Under a regulatory scheme called the "chosen instrument,"
one airline would be selected to fly the international routes and
would be subsidized by the taxpayers. Brewster was pushing through
a law to give Pan Am that worldwide monopoly, and Hughes stood in
his way.
(4)
Jack
Anderson, Confessions of a Muckraker
(1979)
During these days I tried
to probe Brewster's strengths and weaknesses
with something of the objectivity of a pug studying the ring habits
of his next opponent. I looked first for those personal weaknesses
that Drew had taught
me to cherish in an adversary: overweaning vanity,
bumbling pomposity, addiction to creature comforts, a tendency to
alcoholic indiscretion, the heedless pursuit of venery.
I found nothing. Brewster
was unpretentious of manner and disciplined in utterance. He did not
drink at all, or even smoke, and in his relations with the habitually
exploited Capitol Hill secretary, I found no departure from the most
punctilious code of chivalry. His daily routine was a rigorous model
of hard work; his life at home was frugal. Even his two culpable indulgences
had a saving grace about them: the corporate plane rides were no doubt
prized for the working time they saved him, and when he occupied Sam
Pryor's Hobe Sound lodge for Thanksgiving vacations, he brought his
own turkey and cleaned the place up afterward. As far as our spies
could ascertain, his nightly revels at his Mayflower Hotel apartment
were confined to doing his laundry; nylon wash-and-wear shirts had
recently been introduced and Brewster had purchased one; each night
he washed out his white shirt, hung it up to dry and the next morning
put it on again, ready to face, impeccably, the Washington power structure.

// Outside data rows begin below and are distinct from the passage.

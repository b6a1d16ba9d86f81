//! Ollama embedding provider.
//!
//! Calls `/api/embeddings` on a local Ollama server (e.g. `nomic-embed-text`).
//! Requests are retried with exponential backoff and every response is checked
//! against the configured dimensions.

use crate::embeddings::provider::Embedder;
use async_trait::async_trait;
use guidebot_core::{AppError, AppResult, EmbeddingSettings};
use reqwest::Client;
use serde::{Deserialize, Serialize};
use std::time::Duration;
use tracing::{debug, instrument, warn};

const DEFAULT_OLLAMA_URL: &str = "http://localhost:11434";
const EMBEDDING_ENDPOINT: &str = "/api/embeddings";

/// Maximum attempts per text
const MAX_RETRIES: u32 = 3;

/// Backoff before the second attempt; doubles afterwards
const INITIAL_BACKOFF_MS: u64 = 100;

const REQUEST_TIMEOUT_SECS: u64 = 30;

/// Embedder backed by the Ollama HTTP API.
#[derive(Debug, Clone)]
pub struct OllamaEmbedder {
    client: Client,
    base_url: String,
    model: String,
    dimensions: usize,
}

#[derive(Debug, Serialize)]
struct EmbeddingRequest<'a> {
    model: &'a str,
    prompt: &'a str,
}

#[derive(Debug, Deserialize)]
struct EmbeddingResponse {
    embedding: Vec<f32>,
}

#[derive(Debug, Deserialize)]
struct ErrorResponse {
    error: String,
}

impl OllamaEmbedder {
    /// Build an embedder from settings. No request is made until first use.
    pub fn new(settings: &EmbeddingSettings) -> AppResult<Self> {
        let client = Client::builder()
            .timeout(Duration::from_secs(REQUEST_TIMEOUT_SECS))
            .build()
            .map_err(|e| {
                AppError::Embedding(format!("Failed to create HTTP client for Ollama: {}", e))
            })?;

        let base_url = settings
            .endpoint
            .as_deref()
            .unwrap_or(DEFAULT_OLLAMA_URL)
            .trim_end_matches('/')
            .to_string();

        Ok(Self {
            client,
            base_url,
            model: settings.model.clone(),
            dimensions: settings.dimensions,
        })
    }

    #[instrument(skip(self, text), fields(text_len = text.len(), model = %self.model))]
    async fn embed_with_retries(&self, text: &str) -> AppResult<Vec<f32>> {
        let mut attempt = 0;

        loop {
            match self.embed_once(text).await {
                Ok(embedding) => return Ok(embedding),
                Err(e) => {
                    attempt += 1;
                    if attempt >= MAX_RETRIES {
                        return Err(e);
                    }

                    let backoff_ms = INITIAL_BACKOFF_MS * 2_u64.pow(attempt - 1);
                    warn!(
                        "Embedding failed (attempt {}/{}), retrying in {}ms: {}",
                        attempt, MAX_RETRIES, backoff_ms, e
                    );
                    tokio::time::sleep(Duration::from_millis(backoff_ms)).await;
                }
            }
        }
    }

    async fn embed_once(&self, text: &str) -> AppResult<Vec<f32>> {
        let url = format!("{}{}", self.base_url, EMBEDDING_ENDPOINT);
        let request = EmbeddingRequest {
            model: &self.model,
            prompt: text,
        };

        let response = self
            .client
            .post(&url)
            .json(&request)
            .send()
            .await
            .map_err(|e| AppError::Embedding(format!("Failed to send request to Ollama: {}", e)))?;

        let status = response.status();
        if !status.is_success() {
            let error_text = response
                .text()
                .await
                .unwrap_or_else(|_| "Unknown error".to_string());
            let message = serde_json::from_str::<ErrorResponse>(&error_text)
                .map(|body| body.error)
                .unwrap_or(error_text);

            return Err(AppError::Embedding(format!(
                "Ollama API error ({}): {}",
                status, message
            )));
        }

        let body: EmbeddingResponse = response
            .json()
            .await
            .map_err(|e| AppError::Embedding(format!("Failed to parse Ollama response: {}", e)))?;

        if body.embedding.len() != self.dimensions {
            return Err(AppError::Embedding(format!(
                "Ollama model '{}' returned {} dimensions, expected {}",
                self.model,
                body.embedding.len(),
                self.dimensions
            )));
        }

        Ok(body.embedding)
    }
}

#[async_trait]
impl Embedder for OllamaEmbedder {
    fn provider_name(&self) -> &str {
        "ollama"
    }

    fn model_name(&self) -> &str {
        &self.model
    }

    fn dimensions(&self) -> usize {
        self.dimensions
    }

    #[instrument(skip(self, texts), fields(batch_size = texts.len(), model = %self.model))]
    async fn embed_batch(&self, texts: &[String]) -> AppResult<Vec<Vec<f32>>> {
        // No batch endpoint; embed sequentially.
        let mut embeddings = Vec::with_capacity(texts.len());

        for (i, text) in texts.iter().enumerate() {
            if text.trim().is_empty() {
                debug!("Empty text at index {}, using zero vector", i);
                embeddings.push(vec![0.0; self.dimensions]);
                continue;
            }

            embeddings.push(self.embed_with_retries(text).await?);
        }

        Ok(embeddings)
    }
}

#[cfg(test)]
mod tests {
    use super::*;
    use wiremock::matchers::{body_partial_json, method, path};
    use wiremock::{Mock, MockServer, ResponseTemplate};

    fn settings_for(server: &MockServer, dimensions: usize) -> EmbeddingSettings {
        EmbeddingSettings {
            provider: "ollama".to_string(),
            model: "nomic-embed-text".to_string(),
            dimensions,
            endpoint: Some(format!("{}/", server.uri())),
        }
    }

    #[tokio::test]
    async fn test_embed_against_mock_server() {
        let server = MockServer::start().await;
        Mock::given(method("POST"))
            .and(path("/api/embeddings"))
            .and(body_partial_json(serde_json::json!({
                "model": "nomic-embed-text",
                "prompt": "What is JJM?"
            })))
            .respond_with(
                ResponseTemplate::new(200)
                    .set_body_json(serde_json::json!({ "embedding": [0.5, 0.25, 0.125] })),
            )
            .mount(&server)
            .await;

        let embedder = OllamaEmbedder::new(&settings_for(&server, 3)).unwrap();
        let embedding = embedder.embed("What is JJM?").await.unwrap();

        assert_eq!(embedding, vec![0.5, 0.25, 0.125]);
        assert_eq!(embedder.provider_name(), "ollama");
        assert_eq!(embedder.model_name(), "nomic-embed-text");
    }

    #[tokio::test]
    async fn test_blank_text_skips_request() {
        let server = MockServer::start().await;
        Mock::given(method("POST"))
            .respond_with(ResponseTemplate::new(500))
            .expect(0)
            .mount(&server)
            .await;

        let embedder = OllamaEmbedder::new(&settings_for(&server, 4)).unwrap();
        let batch = embedder.embed_batch(&["   ".to_string()]).await.unwrap();

        assert_eq!(batch, vec![vec![0.0; 4]]);
    }

    #[tokio::test]
    async fn test_dimension_mismatch_is_error() {
        let server = MockServer::start().await;
        Mock::given(method("POST"))
            .and(path("/api/embeddings"))
            .respond_with(
                ResponseTemplate::new(200).set_body_json(serde_json::json!({ "embedding": [1.0] })),
            )
            .mount(&server)
            .await;

        let embedder = OllamaEmbedder::new(&settings_for(&server, 768)).unwrap();
        let err = embedder.embed("hello").await.unwrap_err();

        assert!(matches!(err, AppError::Embedding(_)));
        assert!(err.to_string().contains("expected 768"));
    }

    #[tokio::test]
    async fn test_server_error_retried_then_reported() {
        let server = MockServer::start().await;
        Mock::given(method("POST"))
            .and(path("/api/embeddings"))
            .respond_with(
                ResponseTemplate::new(404)
                    .set_body_json(serde_json::json!({ "error": "model not found" })),
            )
            .expect(u64::from(MAX_RETRIES))
            .mount(&server)
            .await;

        let embedder = OllamaEmbedder::new(&settings_for(&server, 3)).unwrap();
        let err = embedder.embed("hello").await.unwrap_err();

        assert!(err.to_string().contains("model not found"));
    }
}
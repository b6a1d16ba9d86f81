//! Best-effort translation of outgoing text.
//!
//! [`TranslationOverlay`] never fails: any translator error or timeout is
//! logged and the original text is returned unchanged.

use futures::future::join_all;
use guidebot_core::{AppError, AppResult};
use guidebot_llm::{LlmClient, LlmRequest};
use guidebot_prompt::{build_prompt, PromptDefinition};
use std::collections::HashMap;
use std::sync::Arc;
use std::time::Duration;

/// Translates text into a language identified by its code (e.g. "hi").
#[async_trait::async_trait]
pub trait Translator: Send + Sync {
    async fn translate(&self, text: &str, language: &str) -> AppResult<String>;
}

/// Translator that asks the generation service using a translation prompt.
pub struct LlmTranslator {
    client: Arc<dyn LlmClient>,
    model: String,
    prompt: PromptDefinition,
}

impl LlmTranslator {
    pub fn new(
        client: Arc<dyn LlmClient>,
        model: impl Into<String>,
        prompt: PromptDefinition,
    ) -> Self {
        Self {
            client,
            model: model.into(),
            prompt,
        }
    }
}

#[async_trait::async_trait]
impl Translator for LlmTranslator {
    async fn translate(&self, text: &str, language: &str) -> AppResult<String> {
        let variables = HashMap::from([
            ("text".to_string(), text.to_string()),
            ("language".to_string(), language.to_string()),
        ]);
        let built = build_prompt(&self.prompt, &variables)?;

        let mut request = LlmRequest::new(built.user, &self.model).with_temperature(0.0);
        if let Some(system) = built.system {
            request = request.with_system(system);
        }

        let response = self
            .client
            .complete(&request)
            .await
            .map_err(|e| AppError::Translation(e.to_string()))?;

        let translated = response.content.trim();
        if translated.is_empty() {
            return Err(AppError::Translation(
                "Translator returned empty text".to_string(),
            ));
        }

        Ok(translated.to_string())
    }
}

/// Wraps a [`Translator`] with the never-fail policy.
#[derive(Clone)]
pub struct TranslationOverlay {
    translator: Arc<dyn Translator>,
    source_language: String,
    timeout: Duration,
}

impl TranslationOverlay {
    pub fn new(
        translator: Arc<dyn Translator>,
        source_language: impl Into<String>,
        timeout: Duration,
    ) -> Self {
        Self {
            translator,
            source_language: source_language.into(),
            timeout,
        }
    }

    /// Whether text bound for `language` goes through the translator at all.
    pub fn needs_translation(&self, language: &str) -> bool {
        let language = language.trim();
        !language.is_empty() && !language.eq_ignore_ascii_case(&self.source_language)
    }

    /// Translate `text` into `language`, or return it unchanged.
    ///
    /// Single attempt, bounded by the configured timeout.
    pub async fn apply(&self, text: &str, language: &str) -> String {
        if text.trim().is_empty() || !self.needs_translation(language) {
            return text.to_string();
        }

        let language = language.trim();
        match tokio::time::timeout(self.timeout, self.translator.translate(text, language)).await {
            Ok(Ok(translated)) => translated,
            Ok(Err(e)) => {
                tracing::warn!("Translation to '{}' failed, keeping original: {}", language, e);
                text.to_string()
            }
            Err(_) => {
                tracing::warn!(
                    "Translation to '{}' timed out after {:?}, keeping original",
                    language,
                    self.timeout
                );
                text.to_string()
            }
        }
    }

    /// Translate each text independently, preserving order.
    pub async fn apply_all(&self, texts: &[String], language: &str) -> Vec<String> {
        join_all(texts.iter().map(|text| self.apply(text, language))).await
    }
}
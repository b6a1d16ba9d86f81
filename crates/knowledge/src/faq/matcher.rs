//! Nearest-neighbor matching over FAQ questions.

use super::parser::FaqEntry;
use crate::embeddings::provider::top_k;
use crate::embeddings::Embedder;
use guidebot_core::{AppError, AppResult};
use serde::{Deserialize, Serialize};
use std::sync::Arc;

/// The FAQ entry closest to a query.
#[derive(Debug, Clone, PartialEq, Serialize, Deserialize)]
pub struct FaqMatch {
    pub question: String,
    pub answer: String,
    pub score: f32,
}

/// A suggested FAQ question with its similarity to the query.
#[derive(Debug, Clone, PartialEq, Serialize, Deserialize)]
pub struct FaqSuggestion {
    pub question: String,
    pub score: f32,
}

/// FAQ table with one embedding per question.
///
/// Immutable after [`FaqMatcher::build`]; safe to share across tasks.
#[derive(Debug)]
pub struct FaqMatcher {
    embedder: Arc<dyn Embedder>,
    entries: Vec<FaqEntry>,
    embeddings: Vec<Vec<f32>>,
}

impl FaqMatcher {
    /// Embed every question once.
    pub async fn build(embedder: Arc<dyn Embedder>, entries: Vec<FaqEntry>) -> AppResult<Self> {
        let questions: Vec<String> = entries.iter().map(|e| e.question.clone()).collect();
        let embeddings = embedder.embed_batch(&questions).await?;

        if embeddings.len() != entries.len() {
            return Err(AppError::Embedding(format!(
                "Embedder returned {} vectors for {} FAQ questions",
                embeddings.len(),
                entries.len()
            )));
        }

        tracing::info!(
            "Built FAQ matcher with {} entries ({}/{})",
            entries.len(),
            embedder.provider_name(),
            embedder.model_name()
        );

        Ok(Self {
            embedder,
            entries,
            embeddings,
        })
    }

    /// Answer of the entry whose question is most similar to `query`.
    ///
    /// There is no similarity floor: a non-empty table always yields its
    /// closest entry.
    pub async fn best_match(&self, query: &str) -> AppResult<FaqMatch> {
        if self.entries.is_empty() {
            return Err(AppError::EmptyFaqTable);
        }

        let ranked = self.rank(query, 1).await?;
        let (index, score) = ranked.first().copied().ok_or(AppError::EmptyFaqTable)?;
        let entry = &self.entries[index];

        tracing::debug!("Best FAQ match '{}' (score {:.3})", entry.question, score);

        Ok(FaqMatch {
            question: entry.question.clone(),
            answer: entry.answer.clone(),
            score,
        })
    }

    /// The `k` questions most similar to `query`, best first, ties in table
    /// order. Returns every question when the table has fewer than `k`.
    pub async fn suggest(&self, query: &str, k: usize) -> AppResult<Vec<FaqSuggestion>> {
        if self.entries.is_empty() || k == 0 {
            return Ok(Vec::new());
        }

        let suggestions = self
            .rank(query, k)
            .await?
            .into_iter()
            .map(|(index, score)| FaqSuggestion {
                question: self.entries[index].question.clone(),
                score,
            })
            .collect();

        Ok(suggestions)
    }

    async fn rank(&self, query: &str, k: usize) -> AppResult<Vec<(usize, f32)>> {
        let query_embedding = self.embedder.embed(query).await?;
        Ok(top_k(
            &query_embedding,
            self.embeddings.iter().map(Vec::as_slice),
            k,
        ))
    }

    pub fn len(&self) -> usize {
        self.entries.len()
    }

    pub fn is_empty(&self) -> bool {
        self.entries.is_empty()
    }

    pub fn entries(&self) -> &[FaqEntry] {
        &self.entries
    }
}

Such men do not make easy opponents.
It was Brewster who showed
me the advantages of being born ugly. Ugly he was - billiard-bald
on top, cheerless-eyed, meaty-lipped, an appearance dark and gloomy.
For him, the ballot box would have seemed the least likely springboard
to success. Yet he had carried his unfair burden up through the Maine
legislature to become governor of his state, and then congressman,
senator, chairman and a power in national Republican councils. This
had to bespeak the inner superiority that unkind fate can nurture
- the compensating enlargement of brains, tenacity, guile, fortitude.
On the hard testing ground of numberless speaking halls, committee
chambers and smoke-filled rooms, he had somehow managed to warm the
chill his visage cast, to triumph over his physiognomy through the
qualities he brought to the lectern and the conference table.